Unrichtige Veranlagungsberatung macht auch bei späteren selbständigen Nachkäufen des Kunden schadenersatzpflichtig

shutterstock_131154380Der Kläger ließ sich durch einen Mitarbeiter des beklagten Wertpapierdienstleistungsunternehmens im Zusammenhang mit dem Wunsch nach einer kurz- bis mittelfristig angelegten, sicheren Veranlagung zum Ansparen für einen geplanten Hausbau beraten. Der Kläger erklärte dem Berater, dass er keinesfalls einen Verlust erleiden wolle. Der Berater empfahl dem Kläger den Erwerb von MEL-Wertpapieren. Er machte den Kläger nicht auf die Möglichkeit eines Kapitalverlusts aufmerksam. Weiters stellte er dem Kläger in Aussicht, dass dieser in Zukunft im Rahmen von Kapitalerhöhungen weiter in diese Papiere investieren könne und empfahl Nachinvestitionen im Rahmen der regelmäßig erfolgenden Kapitalerhöhungen.

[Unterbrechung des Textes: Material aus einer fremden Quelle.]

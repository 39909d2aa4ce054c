//! Native bridge: owns the TDLib instance and its blocking receive loop.
//!
//! TDLib's receive call blocks the calling thread, so it runs on a dedicated
//! OS thread for the client's whole life. Each message is decoded there and
//! handed to the dispatcher task through a bounded channel; the receive
//! thread never touches the pending-request map or the handler registry.
//!
//! The engine itself is released when its last reference drops: after
//! [`NativeBridge::close`] has taken the bridge's reference and the receive
//! thread has exited. Engines destroy their native handle in `Drop`, so that
//! happens exactly once on every path out.

use std::sync::atomic::{AtomicBool, Ordering};
use std::sync::{Arc, Mutex, PoisonError};
use std::thread;
use std::time::Duration;

use tdbridge_types::Incoming;
use tokio::sync::mpsc;

use crate::{ClientId, InvocationError};

// ─── TdEngine ────────────────────────────────────────────────────────────────

/// A native TDLib instance speaking JSON.
///
/// Implementations must release the native resource in `Drop`.
pub trait TdEngine: Send + Sync + 'static {
    /// Hand a serialized request to the library's queue. Does not wait for a reply.
    fn send(&self, request: &str) -> Result<(), InvocationError>;

    /// Wait up to `timeout` for the next message. `Ok(None)` on timeout.
    ///
    /// Only ever called from the bridge's receive thread.
    fn receive(&self, timeout: Duration) -> Result<Option<String>, InvocationError>;

    /// Synchronously execute one of the methods TDLib allows outside the queue.
    fn execute(&self, request: &str) -> Option<String>;

    /// Human-readable name of this engine (for log messages).
    fn name(&self) -> &str { "engine" }
}

// ─── Inbound ─────────────────────────────────────────────────────────────────

/// What the receive thread hands to the dispatcher.
#[derive(Debug)]
pub(crate) enum Inbound {
    Message(Incoming),
    /// The engine failed; no more messages will follow.
    Failed(InvocationError),
}

// ─── NativeBridge ────────────────────────────────────────────────────────────

pub(crate) struct NativeBridge {
    client:   ClientId,
    engine:   Mutex<Option<Arc<dyn TdEngine>>>,
    stop:     Arc<AtomicBool>,
    receiver: Mutex<Option<thread::JoinHandle<()>>>,
}

impl NativeBridge {
    pub(crate) fn new(client: ClientId, engine: Arc<dyn TdEngine>) -> Self {
        tracing::debug!(client = %client, engine = engine.name(), "[tdbridge] bridge created");
        Self {
            client,
            engine:   Mutex::new(Some(engine)),
            stop:     Arc::new(AtomicBool::new(false)),
            receiver: Mutex::new(None),
        }
    }

    fn engine(&self) -> Result<Arc<dyn TdEngine>, InvocationError> {
        self.engine
            .lock()
            .unwrap_or_else(PoisonError::into_inner)
            .clone()
            .ok_or(InvocationError::Closed)
    }

    /// `false` once the bridge has been closed or the receive loop has failed.
    #[cfg(test)]
    pub(crate) fn is_open(&self) -> bool {
        !self.stop.load(Ordering::Acquire)
            && self.engine.lock().unwrap_or_else(PoisonError::into_inner).is_some()
    }

    pub(crate) fn send(&self, text: &str) -> Result<(), InvocationError> {
        if self.stop.load(Ordering::Acquire) {
            return Err(InvocationError::Closed);
        }
        self.engine()?.send(text)
    }

    pub(crate) fn execute(&self, text: &str) -> Result<Option<String>, InvocationError> {
        Ok(self.engine()?.execute(text))
    }

    /// Start the receive thread. Messages flow into `tx` until the bridge is
    /// closed, the engine fails, or the dispatcher drops its receiver.
    pub(crate) fn spawn_receiver(
        &self,
        tx:   mpsc::Sender<Inbound>,
        poll: Duration,
    ) -> Result<(), InvocationError> {
        let engine = self.engine()?;
        let stop   = self.stop.clone();
        let client = self.client;

        let handle = thread::Builder::new()
            .name(format!("tdbridge-recv-{}", client.get()))
            .spawn(move || receive_loop(client, engine, stop, tx, poll))
            .map_err(|e| InvocationError::Initialization(format!("cannot spawn receive thread: {e}")))?;

        *self.receiver.lock().unwrap_or_else(PoisonError::into_inner) = Some(handle);
        Ok(())
    }

    /// Stop the receive loop and drop the bridge's engine reference.
    ///
    /// Returns the receive thread's handle so the caller can join it off the
    /// async runtime. Calling this more than once is harmless.
    pub(crate) fn close(&self) -> Option<thread::JoinHandle<()>> {
        self.stop.store(true, Ordering::Release);
        if self.engine.lock().unwrap_or_else(PoisonError::into_inner).take().is_some() {
            tracing::debug!(client = %self.client, "[tdbridge] bridge closed");
        }
        self.receiver.lock().unwrap_or_else(PoisonError::into_inner).take()
    }
}

impl Drop for NativeBridge {
    fn drop(&mut self) {
        self.stop.store(true, Ordering::Release);
    }
}

/// Join the receive thread without blocking the runtime.
pub(crate) async fn join_receiver(handle: thread::JoinHandle<()>) {
    match tokio::task::spawn_blocking(move || handle.join()).await {
        Ok(Ok(())) => {}
        Ok(Err(_)) => tracing::error!("[tdbridge] receive thread panicked"),
        Err(e)     => tracing::warn!("[tdbridge] could not join receive thread: {e}"),
    }
}

fn receive_loop(
    client: ClientId,
    engine: Arc<dyn TdEngine>,
    stop:   Arc<AtomicBool>,
    tx:     mpsc::Sender<Inbound>,
    poll:   Duration,
) {
    tracing::debug!(client = %client, "[tdbridge] receive loop started");
    while !stop.load(Ordering::Acquire) {
        match engine.receive(poll) {
            Ok(None) => continue,
            Ok(Some(text)) => match Incoming::from_json(&text) {
                Ok(msg) => {
                    if tx.blocking_send(Inbound::Message(msg)).is_err() {
                        break;
                    }
                }
                Err(e) => tracing::warn!(client = %client, "[tdbridge] dropping undecodable message: {e}"),
            },
            Err(e) => {
                tracing::error!(client = %client, "[tdbridge] receive failed: {e}");
                stop.store(true, Ordering::Release);
                let _ = tx.blocking_send(Inbound::Failed(e));
                break;
            }
        }
    }
    tracing::debug!(client = %client, "[tdbridge] receive loop exited");
}

// ─── Tests ────────────────────────────────────────────────────────────────────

Aufgrund dieser Informationen kaufte der Kläger tatsächlich mehrfach im Rahmen von Kapitalerhöhungen weitere MEL-Wertpapiere.

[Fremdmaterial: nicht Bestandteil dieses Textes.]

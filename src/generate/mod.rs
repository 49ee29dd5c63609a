//! Request orchestration: duration planning, the block loop and cache lifecycle.

use burn_core as burn;

use std::time::Instant;

use burn::tensor::{backend::Backend, Tensor};
use tracing::{debug, info, warn};

use crate::cache::{CacheEntry, CacheStats, SinkCache};
use crate::conditioning::ConditioningEncoder;
use crate::config::EngineConfig;
use crate::decoder::LatentDecoder;
use crate::denoise::{Block, BlockDenoiser, CausalDenoiser, DenoisedBlock};
use crate::error::{Result, RollingSinkError};
use crate::noise::{NoiseProvider, NoiseTile, SeededNormalNoise, StepNoise};
use crate::video::VideoFrames;

mod plan;

pub use plan::BlockPlan;

/// Inbound request: a prompt and a duration in seconds.
#[derive(Debug, Clone)]
pub struct GenerationRequest {
    pub prompt: String,
    pub duration_secs: f64,
    /// Overrides `EngineConfig::seed`.
    pub seed: Option<u64>,
    /// Checked between blocks; a running block always completes.
    pub deadline: Option<Instant>,
}

impl GenerationRequest {
    pub fn new(prompt: impl Into<String>, duration_secs: f64) -> Self {
        Self {
            prompt: prompt.into(),
            duration_secs,
            seed: None,
            deadline: None,
        }
    }

    pub fn with_seed(mut self, seed: u64) -> Self {
        self.seed = Some(seed);
        self
    }

    pub fn with_deadline(mut self, deadline: Instant) -> Self {
        self.deadline = Some(deadline);
        self
    }
}

/// Request-level state. One path to `Done`; `Failed` is reachable from any live state.
#[derive(Debug, Clone, Copy, PartialEq, Eq)]
pub enum RequestState {
    Idle,
    EncodingPrompt,
    GeneratingBlock { index: usize },
    Decoding,
    Done,
    Failed,
}

impl RequestState {
    pub fn is_terminal(self) -> bool {
        matches!(self, RequestState::Done | RequestState::Failed)
    }

    pub fn can_transition_to(self, next: RequestState) -> bool {
        use RequestState::*;
        match (self, next) {
            (Idle, EncodingPrompt) => true,
            (EncodingPrompt, GeneratingBlock { index: 0 }) => true,
            (GeneratingBlock { index }, GeneratingBlock { index: n }) => n == index + 1,
            (GeneratingBlock { .. }, Decoding) => true,
            (Decoding, Done) => true,
            (from, Failed) => !from.is_terminal(),
            _ => false,
        }
    }
}

/// What a request looked like after one block turned clean.
#[derive(Debug, Clone, PartialEq, Eq)]
pub struct BlockReport {
    pub index: usize,
    /// Block indices the block attended over, in snapshot order.
    pub context_indices: Vec<usize>,
    pub rolled_positions: Vec<usize>,
    pub cache_len: usize,
    pub evictions: u64,
}

/// Hooks into a running request. Both methods default to no-ops.
pub trait GenerationObserver {
    fn on_state(&mut self, _state: RequestState) {}
    fn on_block(&mut self, _report: &BlockReport) {}
}

#[derive(Debug, Clone, Copy, Default)]
pub struct NoopObserver;

impl GenerationObserver for NoopObserver {}

struct RequestTracker<'a> {
    state: RequestState,
    observer: &'a mut dyn GenerationObserver,
}

impl<'a> RequestTracker<'a> {
    fn new(observer: &'a mut dyn GenerationObserver) -> Self {
        observer.on_state(RequestState::Idle);
        Self {
            state: RequestState::Idle,
            observer,
        }
    }

    fn advance(&mut self, next: RequestState) -> Result<()> {
        if !self.state.can_transition_to(next) {
            return Err(RollingSinkError::InvalidTransition {
                from: format!("{:?}", self.state),
                to: format!("{next:?}"),
            });
        }
        self.state = next;
        self.observer.on_state(next);
        Ok(())
    }

    fn fail(&mut self) {
        if !self.state.is_terminal() {
            self.state = RequestState::Failed;
            self.observer.on_state(RequestState::Failed);
        }
    }
}

/// Result of a successful request.
#[derive(Debug)]
pub struct GenerationOutput<B: Backend> {
    pub video: VideoFrames,
    pub plan: BlockPlan,
    /// Cache counters at the end of the block loop.
    pub cache_stats: CacheStats,
    /// Clean latent blocks in index order, when `return_latents` is set.
    pub latents: Option<Vec<Tensor<B, 5>>>,
}

/// Something that turns requests into videos. The engine handle is generic over it.
pub trait VideoGenerator {
    type Output;

    fn generate(&mut self, request: &GenerationRequest) -> Result<Self::Output>;
}

/// Drives the blocks of a request strictly in order and owns the sink cache.
pub struct BlockScheduler<B, N, E, D, P = SeededNormalNoise>
where
    B: Backend,
    N: CausalDenoiser<B>,
{
    config: EngineConfig,
    denoiser: BlockDenoiser<N>,
    encoder: E,
    decoder: D,
    noise: P,
    cache: SinkCache<N::State>,
    device: B::Device,
}

impl<B, N, E, D> BlockScheduler<B, N, E, D, SeededNormalNoise>
where
    B: Backend,
    N: CausalDenoiser<B>,
    E: ConditioningEncoder<B>,
    D: LatentDecoder<B>,
{
    pub fn new(config: EngineConfig, network: N, encoder: E, decoder: D, device: B::Device) -> Result<Self> {
        config.validate()?;
        let cache = SinkCache::new(config.sink_size, config.window_size)?;
        Ok(Self {
            denoiser: BlockDenoiser::new(network, &config),
            config,
            encoder,
            decoder,
            noise: SeededNormalNoise,
            cache,
            device,
        })
    }
}

impl<B, N, E, D, P> BlockScheduler<B, N, E, D, P>
where
    B: Backend,
    N: CausalDenoiser<B>,
    E: ConditioningEncoder<B>,
    D: LatentDecoder<B>,
    P: NoiseProvider<B>,
{
    /// Replaces the noise source.
    pub fn with_noise<Q: NoiseProvider<B>>(self, noise: Q) -> BlockScheduler<B, N, E, D, Q> {
        BlockScheduler {
            config: self.config,
            denoiser: self.denoiser,
            encoder: self.encoder,
            decoder: self.decoder,
            noise,
            cache: self.cache,
            device: self.device,
        }
    }

    pub fn config(&self) -> &EngineConfig {
        &self.config
    }

    pub fn denoiser(&self) -> &BlockDenoiser<N> {
        &self.denoiser
    }

    pub fn decoder(&self) -> &D {
        &self.decoder
    }

    pub fn cache(&self) -> &SinkCache<N::State> {
        &self.cache
    }

    pub fn device(&self) -> &B::Device {
        &self.device
    }

    pub fn plan(&self, duration_secs: f64) -> Result<BlockPlan> {
        BlockPlan::from_duration(duration_secs, &self.config)
    }

    pub fn generate(&mut self, request: &GenerationRequest) -> Result<GenerationOutput<B>> {
        self.generate_with_observer(request, &mut NoopObserver)
    }

    /// Runs one request. The cache is reset on entry and on every exit, and the
    /// decoder is reset on entry and after a failure.
    pub fn generate_with_observer(
        &mut self,
        request: &GenerationRequest,
        observer: &mut dyn GenerationObserver,
    ) -> Result<GenerationOutput<B>> {
        let started = Instant::now();
        self.cache.reset();
        let mut tracker = RequestTracker::new(observer);

        let result = self.run(request, &mut tracker);
        self.cache.reset();

        match result.and_then(|output| tracker.advance(RequestState::Done).map(|_| output)) {
            Ok(output) => {
                info!(
                    blocks = output.plan.num_blocks,
                    frames = output.video.num_frames,
                    elapsed_ms = started.elapsed().as_millis() as u64,
                    "generation finished"
                );
                Ok(output)
            }
            Err(err) => {
                self.decoder.reset();
                tracker.fail();
                warn!(error = %err, "generation failed");
                Err(err)
            }
        }
    }

    fn run(&mut self, request: &GenerationRequest, tracker: &mut RequestTracker<'_>) -> Result<GenerationOutput<B>> {
        if request.prompt.trim().is_empty() {
            return Err(RollingSinkError::RequestValidation("prompt is empty".into()));
        }
        let plan = BlockPlan::from_duration(request.duration_secs, &self.config)?;
        plan.check_budget(&self.config)?;
        let seed = request.seed.unwrap_or(self.config.seed);
        info!(
            duration_secs = plan.effective_secs,
            blocks = plan.num_blocks,
            latent_frames = plan.latent_frames,
            seed,
            "generation started"
        );

        tracker.advance(RequestState::EncodingPrompt)?;
        let conditioning = self.encoder.encode(&request.prompt, &self.device)?;

        self.decoder.reset();
        let tile = NoiseTile::new(self.noise.sample(self.config.block_shape(), seed, &self.device));
        let mut step_noise = StepNoise::new(seed);
        let precision = self.denoiser.precision();

        let mut chunks = Vec::with_capacity(plan.num_blocks);
        let mut latents = self.config.return_latents.then(Vec::new);

        for index in 0..plan.num_blocks {
            if let Some(deadline) = request.deadline {
                if Instant::now() >= deadline {
                    return Err(RollingSinkError::DeadlineExceeded {
                        completed_blocks: index,
                    });
                }
            }
            tracker.advance(RequestState::GeneratingBlock { index })?;

            let snapshot = self.cache.snapshot();
            let context_indices = snapshot.block_indices();
            let rolled_positions = snapshot.rolled_positions();
            let DenoisedBlock { block, state } = self.denoiser.denoise(
                Block::new(index, tile.for_block(index)),
                &snapshot,
                &conditioning,
                &mut step_noise,
            )?;
            drop(snapshot);
            self.cache.insert(CacheEntry::new(index, state))?;

            let latent = precision.quantize_checked(block.into_latent(), "decoder input")?;
            if let Some(latents) = latents.as_mut() {
                latents.push(latent.clone());
            }
            chunks.push(self.decoder.decode(latent)?);

            let report = BlockReport {
                index,
                context_indices,
                rolled_positions,
                cache_len: self.cache.len(),
                evictions: self.cache.stats().evictions,
            };
            debug!(
                block = index,
                context = ?report.context_indices,
                cache_len = report.cache_len,
                "block clean"
            );
            tracker.observer.on_block(&report);
        }

        tracker.advance(RequestState::Decoding)?;
        let video = VideoFrames::from_pixels(Tensor::cat(chunks, 1), self.config.fps)?;
        if video.num_frames != plan.pixel_frames {
            warn!(
                expected = plan.pixel_frames,
                decoded = video.num_frames,
                "decoder frame count differs from plan"
            );
        }

        Ok(GenerationOutput {
            video,
            plan,
            cache_stats: self.cache.stats(),
            latents,
        })
    }
}

impl<B, N, E, D, P> VideoGenerator for BlockScheduler<B, N, E, D, P>
where
    B: Backend,
    N: CausalDenoiser<B>,
    E: ConditioningEncoder<B>,
    D: LatentDecoder<B>,
    P: NoiseProvider<B>,
{
    type Output = GenerationOutput<B>;

    fn generate(&mut self, request: &GenerationRequest) -> Result<Self::Output> {
        self.generate_with_observer(request, &mut NoopObserver)
    }
}

#[cfg(test)]
mod tests {
    use super::*;

    #[test]
    fn request_states_only_move_forward() {
        use RequestState::*;
        assert!(Idle.can_transition_to(EncodingPrompt));
        assert!(EncodingPrompt.can_transition_to(GeneratingBlock { index: 0 }));
        assert!(GeneratingBlock { index: 2 }.can_transition_to(GeneratingBlock { index: 3 }));
        assert!(!GeneratingBlock { index: 2 }.can_transition_to(GeneratingBlock { index: 2 }));
        assert!(!EncodingPrompt.can_transition_to(Decoding));
        assert!(GeneratingBlock { index: 0 }.can_transition_to(Failed));
        assert!(!Done.can_transition_to(Failed));
        assert!(!Failed.can_transition_to(Idle));
    }
}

Wie hier nicht erörtert werden muss, handelte es sich offensichtlich um eine Fehlberatung. Die dem Kläger empfohlene Investition entsprach schon von vornherein nicht seinen Wünschen. Daher konnte der Kläger den Kauf schadenersatzrechtlich rückabwickeln.

Im Prozess war jedoch fraglich, ob das beklagte Wertpapierdienstleistungsunternehmen auch für die späteren Nachkäufe des Klägers haftet, die dieser ohne eine weitere Beratung in Anspruch zu nehmen, direkt vornahm. Das beklagte Wertpapierdienstleistungsunternehmen wandte ein, es habe die späteren Wertpapierankäufe nicht mehr vermittelt.

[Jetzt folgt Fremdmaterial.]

use burn_core as burn;

use burn::config::Config;
use serde::{Deserialize, Serialize};

use crate::error::{self, RollingSinkError};

/// Floating format used for every latent tensor of a request.
#[derive(Debug, Clone, Copy, PartialEq, Eq, Serialize, Deserialize)]
pub enum Precision {
    F32,
    F16,
    Bf16,
}

/// How a raw latent frame count is snapped to a whole number of blocks.
#[derive(Debug, Clone, Copy, PartialEq, Eq, Serialize, Deserialize)]
pub enum BlockRounding {
    Floor,
    Round,
    Ceil,
}

/// What happens to a caller while another request is in flight.
#[derive(Debug, Clone, Copy, PartialEq, Eq, Serialize, Deserialize)]
pub enum AdmissionPolicy {
    /// Wait for the in-flight request to finish.
    Queue,
    /// Fail immediately with `Busy`.
    Reject,
}

/// Accelerator the CLI places the model on.
#[derive(Debug, Clone, Copy, PartialEq, Eq, Serialize, Deserialize)]
pub enum DeviceSelection {
    Cpu,
    Gpu(usize),
}

/// Upper bound accepted for `max_duration_secs` (one day).
pub const MAX_DURATION_LIMIT_SECS: f64 = 86_400.0;

/// Configuration of the block-causal generation engine.
#[derive(Config, Debug)]
pub struct EngineConfig {
    /// Latent frames produced by one autoregressive step.
    #[config(default = 3)]
    pub frames_per_block: usize,
    #[config(default = 16)]
    pub latent_channels: usize,
    #[config(default = 60)]
    pub latent_height: usize,
    #[config(default = 104)]
    pub latent_width: usize,

    /// Blocks kept forever at the front of the cache.
    #[config(default = 1)]
    pub sink_size: usize,
    /// Most recent non-sink blocks kept in the cache.
    #[config(default = 6)]
    pub window_size: usize,

    /// Denoising levels on the training timestep scale, noisiest first.
    #[config(default = "vec![1000.0, 750.0, 500.0, 250.0]")]
    pub denoising_steps: Vec<f32>,
    /// Map the step list through the shifted flow-matching curve.
    #[config(default = true)]
    pub warp_denoising_steps: bool,
    #[config(default = 5.0)]
    pub timestep_shift: f32,
    #[config(default = 1000)]
    pub num_train_timesteps: usize,
    /// Noise level of the pass that writes a clean block into the cache.
    #[config(default = 0.0)]
    pub context_noise: f32,

    #[config(default = "Precision::Bf16")]
    pub precision: Precision,

    #[config(default = 16)]
    pub fps: usize,
    /// Pixel frames per latent frame (after the first).
    #[config(default = 4)]
    pub vae_temporal_stride: usize,
    #[config(default = 8)]
    pub vae_spatial_scale: usize,

    #[config(default = 5.0)]
    pub min_duration_secs: f64,
    #[config(default = 30.0)]
    pub max_duration_secs: f64,
    #[config(default = "BlockRounding::Floor")]
    pub block_rounding: BlockRounding,

    #[config(default = 0)]
    pub seed: u64,
    #[config(default = 1)]
    pub max_concurrent_requests: usize,
    #[config(default = "AdmissionPolicy::Queue")]
    pub admission: AdmissionPolicy,
    /// Keep clean latent blocks in the output (costs memory proportional to length).
    #[config(default = false)]
    pub return_latents: bool,
    #[config(default = "None")]
    pub memory_budget_bytes: Option<u64>,
    #[config(default = "DeviceSelection::Cpu")]
    pub device: DeviceSelection,
}

impl Default for EngineConfig {
    fn default() -> Self {
        Self::new()
    }
}

impl EngineConfig {
    /// Number of blocks the cache can hold.
    pub fn cache_capacity(&self) -> usize {
        self.sink_size + self.window_size
    }

    /// Shape of one latent block: `[1, frames, channels, height, width]`.
    pub fn block_shape(&self) -> [usize; 5] {
        [
            1,
            self.frames_per_block,
            self.latent_channels,
            self.latent_height,
            self.latent_width,
        ]
    }

    pub fn validate(&self) -> error::Result<()> {
        let fail = |msg: String| Err(RollingSinkError::Configuration(msg));

        if self.frames_per_block == 0 {
            return fail("frames_per_block must be positive".into());
        }
        if self.latent_channels == 0 || self.latent_height == 0 || self.latent_width == 0 {
            return fail("latent dimensions must be positive".into());
        }
        if self.cache_capacity() == 0 {
            return fail("sink_size + window_size must be at least one block".into());
        }
        if self.num_train_timesteps == 0 {
            return fail("num_train_timesteps must be positive".into());
        }
        if self.denoising_steps.is_empty() {
            return fail("denoising_steps must name at least one step".into());
        }
        let max_t = self.num_train_timesteps as f32;
        for &t in &self.denoising_steps {
            if !(t > 0.0 && t <= max_t) {
                return fail(format!("denoising step {t} outside (0, {max_t}]"));
            }
        }
        if self.denoising_steps.windows(2).any(|w| w[1] >= w[0]) {
            return fail(format!(
                "denoising_steps must be strictly decreasing, got {:?}",
                self.denoising_steps
            ));
        }
        if !(self.timestep_shift > 0.0) {
            return fail("timestep_shift must be positive".into());
        }
        if !(self.context_noise >= 0.0 && self.context_noise < max_t) {
            return fail(format!("context_noise {} outside [0, {max_t})", self.context_noise));
        }
        if self.fps == 0 || self.vae_temporal_stride == 0 || self.vae_spatial_scale == 0 {
            return fail("fps and VAE strides must be positive".into());
        }
        if !(self.min_duration_secs.is_finite() && self.max_duration_secs.is_finite())
            || self.min_duration_secs < 0.0
            || self.min_duration_secs > self.max_duration_secs
            || self.max_duration_secs > MAX_DURATION_LIMIT_SECS
        {
            return fail(format!(
                "duration range [{}, {}] is invalid (limit {MAX_DURATION_LIMIT_SECS}s)",
                self.min_duration_secs, self.max_duration_secs
            ));
        }
        if self.max_concurrent_requests != 1 {
            return fail(format!(
                "max_concurrent_requests must be 1 (single-flight engine), got {}",
                self.max_concurrent_requests
            ));
        }
        Ok(())
    }
}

Der OGH gab jedoch dem Kläger recht und hob hervor, dass das der Berater des Wertpapierdienstleistungsunternehmens dem Kläger ja nicht bloß zu einem einmaligen Investment geraten hatte, sondern darüber hinaus die Empfehlung erteilte, auch anlässlich von Kapitalerhöhungen die günstige Chance zum Erwerb weiterer Wertpapiere zu nutzen. Für den Kläger sei die Empfehlung daher in dem Sinn zu verstehen gewesen, dass Nachkäufe derartiger Wertpapiere im Zuge von Kapitalerhöhungen jedenfalls weiterhin seinen Anlagewünschen entsprechen würden. Damit musste das beklagte Wertpapierdienstleistungsunternehmen aber auch damit rechnen, dass der Kläger selbständig weitere Kaufaufträge über diese Papiere erteilen werde.